## WHAT YOU ARE ASKED TO DO
What number of lines in the records below hold the word "serde"? Give that number alone.
__________________________________________________
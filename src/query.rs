//! Filtering, sorting and pagination over entity lists.

use serde::Deserialize;

use crate::error::ApiError;
use crate::models::Artist;

pub const DEFAULT_PAGE_SIZE: usize = 10;
pub const MAX_PAGE_SIZE: usize = 100;

#[derive(Debug, Clone, Copy, PartialEq, Eq)]
pub struct Page {
    pub page: usize,
    pub size: usize,
}

impl Default for Page {
    fn default() -> Self {
        Self {
            page: 1,
            size: DEFAULT_PAGE_SIZE,
        }
    }
}

impl Page {
    pub fn validate(&self) -> Result<(), ApiError> {
        if self.page == 0 {
            return Err(ApiError::Validation("page must be at least 1".to_string()));
        }
        if self.size == 0 || self.size > MAX_PAGE_SIZE {
            return Err(ApiError::Validation(format!(
                "size must be between 1 and {MAX_PAGE_SIZE}"
            )));
        }
        Ok(())
    }
}

// 1-based page of `items`; empty when the page is past the end
pub fn paginate<T>(items: Vec<T>, page: Page) -> Vec<T> {
    let start = page.page.saturating_sub(1).saturating_mul(page.size);
    items.into_iter().skip(start).take(page.size).collect()
}

#[derive(Debug, Clone, Copy, PartialEq, Eq, Deserialize)]
#[serde(rename_all = "lowercase")]
pub enum ArtistSortKey {
    Name,
    Genre,
    Country,
}

// Not flattened: urlencoded values arrive as strings and flattened numeric
// fields reject them.
#[derive(Debug, Clone, Deserialize)]
#[serde(default)]
pub struct ArtistQuery {
    pub genre: Option<String>,
    pub country: Option<String>,
    pub sort_by: Option<ArtistSortKey>,
    pub page: usize,
    pub size: usize,
}

impl Default for ArtistQuery {
    fn default() -> Self {
        let page = Page::default();
        Self {
            genre: None,
            country: None,
            sort_by: None,
            page: page.page,
            size: page.size,
        }
    }
}

impl ArtistQuery {
    pub fn page(&self) -> Page {
        Page {
            page: self.page,
            size: self.size,
        }
    }

    pub fn matches(&self, artist: &Artist) -> bool {
        self.genre.as_ref().is_none_or(|g| &artist.genre == g)
            && self.country.as_ref().is_none_or(|c| &artist.country == c)
    }
}

// Stable ascending sort
pub fn sort_artists(artists: &mut [Artist], key: ArtistSortKey) {
    match key {
        ArtistSortKey::Name => artists.sort_by(|a, b| a.name.cmp(&b.name)),
        ArtistSortKey::Genre => artists.sort_by(|a, b| a.genre.cmp(&b.genre)),
        ArtistSortKey::Country => artists.sort_by(|a, b| a.country.cmp(&b.country)),
    }
}

pub fn name_contains(artist: &Artist, needle_lower: &str) -> bool {
    artist.name.to_lowercase().contains(needle_lower)
}

#[cfg(test)]
mod tests {
    use super::*;

    fn artist(id: u32, name: &str, genre: &str, country: &str) -> Artist {
        Artist {
            id,
            name: name.to_string(),
            genre: genre.to_string(),
            country: country.to_string(),
            image_url: None,
            schedule: Vec::new(),
            stage: None,
        }
    }

    #[test]
    fn paginate_slices_pages() {
        let items: Vec<u32> = (1..=25).collect();
        assert_eq!(paginate(items.clone(), Page { page: 1, size: 10 }), (1..=10).collect::<Vec<_>>());
        assert_eq!(paginate(items.clone(), Page { page: 3, size: 10 }), (21..=25).collect::<Vec<_>>());
        assert!(paginate(items, Page { page: 4, size: 10 }).is_empty());
    }

    #[test]
    fn page_validation() {
        assert!(Page::default().validate().is_ok());
        assert!(Page { page: 0, size: 10 }.validate().is_err());
        assert!(Page { page: 1, size: 0 }.validate().is_err());
        assert!(Page { page: 1, size: MAX_PAGE_SIZE + 1 }.validate().is_err());
    }

    #[test]
    fn filters_combine() {
        let query = ArtistQuery {
            genre: Some("rock".into()),
            country: Some("UK".into()),
            ..Default::default()
        };
        assert!(query.matches(&artist(1, "Muse", "rock", "UK")));
        assert!(!query.matches(&artist(2, "Foo Fighters", "rock", "US")));
        assert!(!query.matches(&artist(3, "Massive Attack", "trip-hop", "UK")));
    }

    #[test]
    fn sort_is_stable() {
        let mut artists = vec![
            artist(1, "b", "rock", "US"),
            artist(2, "a", "jazz", "US"),
            artist(3, "c", "rock", "FR"),
        ];
        sort_artists(&mut artists, ArtistSortKey::Country);
        let ids: Vec<u32> = artists.iter().map(|a| a.id).collect();
        assert_eq!(ids, vec![3, 1, 2]);

        sort_artists(&mut artists, ArtistSortKey::Name);
        let ids: Vec<u32> = artists.iter().map(|a| a.id).collect();
        assert_eq!(ids, vec![2, 1, 3]);
    }

    #[test]
    fn search_is_case_insensitive() {
        let a = artist(1, "The Chemical Brothers", "electronic", "UK");
        assert!(name_contains(&a, "chemical"));
        assert!(!name_contains(&a, "daft"));
    }
}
__________________________________________________
## TASK SOLUTION
3